In recent years, carbon nanomaterials, including fullerene C60 is regarded as the building block in nanotechnology because of its widespread use in medicine, industry, cosmetics and commercial products. Despite the special properties, several reports have raised public health concerns due to the unknown and practically unexplored toxic effects of nanomaterials. However, there have been relatively few studies regarding the genotoxic responses of fullerene C60in vivo. Genotoxic effects of DMSO-solublized C60 nanomaterial suspension at sublethal concentrations (5 and 10 mg/L) were investigated on adult freshwater fish, Anabas testudineus using micronucleus and comet assays. An assessment of micronucleus induction showed severe cytoplasmic and nuclear abnormalities in erythrocytes, gill and liver cells. Abnormalities in cytoplasm were identified as formation of sticky cells, vacuolated cytoplasm, cytoplasmic degeneration, echinocyte, acanthocyte, anisochromatic cells and abnormal erythrocyte membrane. The nuclear abnormalities included micronucleus, binucleated cells, nuclear buds, irregular nucleus, vacuolated, notched and serrated nucleus in the erythrocytes compared to the control groups. Similarly, significant increase (P < 0.05) in micronucleus frequencies were observed in gill and liver cells. The high frequency of micronucleus was observed in the gill cells followed by liver and erythrocytes, respectively, at both sublethal concentrations, and the severity was duration and concentration-dependent.
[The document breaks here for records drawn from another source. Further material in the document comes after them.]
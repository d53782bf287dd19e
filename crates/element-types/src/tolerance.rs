use serde::{Deserialize, Serialize};

/// Tolerance configuration for geometric comparisons.
#[derive(Debug, Clone, Copy, PartialEq, Serialize, Deserialize)]
pub struct Tolerance {
    /// Points closer than this are considered coincident (millimetres).
    pub coincidence: f64,
    /// Angles smaller than this (radians) are considered zero. Also used as the
    /// sine threshold when testing unit vectors for parallelism.
    pub angular: f64,
}

impl Default for Tolerance {
    fn default() -> Self {
        Self {
            coincidence: 1e-6,
            angular: 1e-10,
        }
    }
}

impl Tolerance {
    pub fn is_zero_length(&self, length: f64) -> bool {
        length.abs() < self.coincidence
    }
}
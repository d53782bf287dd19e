use serde::{Deserialize, Serialize};
use std::ops::{Add, Sub};

use crate::vector::Vec3;

/// A point in 3D model space, in millimetres.
#[derive(Debug, Clone, Copy, PartialEq, Serialize, Deserialize)]
pub struct Point3d {
    pub x: f64,
    pub y: f64,
    pub z: f64,
}

impl Point3d {
    pub const ORIGIN: Self = Self {
        x: 0.0,
        y: 0.0,
        z: 0.0,
    };

    pub fn new(x: f64, y: f64, z: f64) -> Self {
        Self { x, y, z }
    }

    pub fn distance_to(&self, other: &Self) -> f64 {
        (*other - *self).length()
    }

    pub fn lerp(&self, other: &Self, t: f64) -> Self {
        Self {
            x: self.x + t * (other.x - self.x),
            y: self.y + t * (other.y - self.y),
            z: self.z + t * (other.z - self.z),
        }
    }

    pub fn is_finite(&self) -> bool {
        self.x.is_finite() && self.y.is_finite() && self.z.is_finite()
    }

    pub fn to_vec3(&self) -> Vec3 {
        Vec3::new(self.x, self.y, self.z)
    }
}

impl Add<Vec3> for Point3d {
    type Output = Point3d;
    fn add(self, rhs: Vec3) -> Self::Output {
        Point3d::new(self.x + rhs.x, self.y + rhs.y, self.z + rhs.z)
    }
}

impl Sub for Point3d {
    type Output = Vec3;
    fn sub(self, rhs: Self) -> Self::Output {
        Vec3::new(self.x - rhs.x, self.y - rhs.y, self.z - rhs.z)
    }
}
In comet assay, significant increase (P < 0.05) in DNA damage was observed using the comet parameter, percent tail DNA. The highest level of comet damage with grade 3 was observed in blood, gill and liver cells on increase in duration and concentration when compared to the respective control groups. Thus the results revealed that fullerene C60 nanomaterials may pose risk to aquatic organisms, especially fish, by the induction of genotoxicity. Further studies are warranted to provide new insights on the mechanisms and consequences of C60 nanomaterials interactions with biological membranes.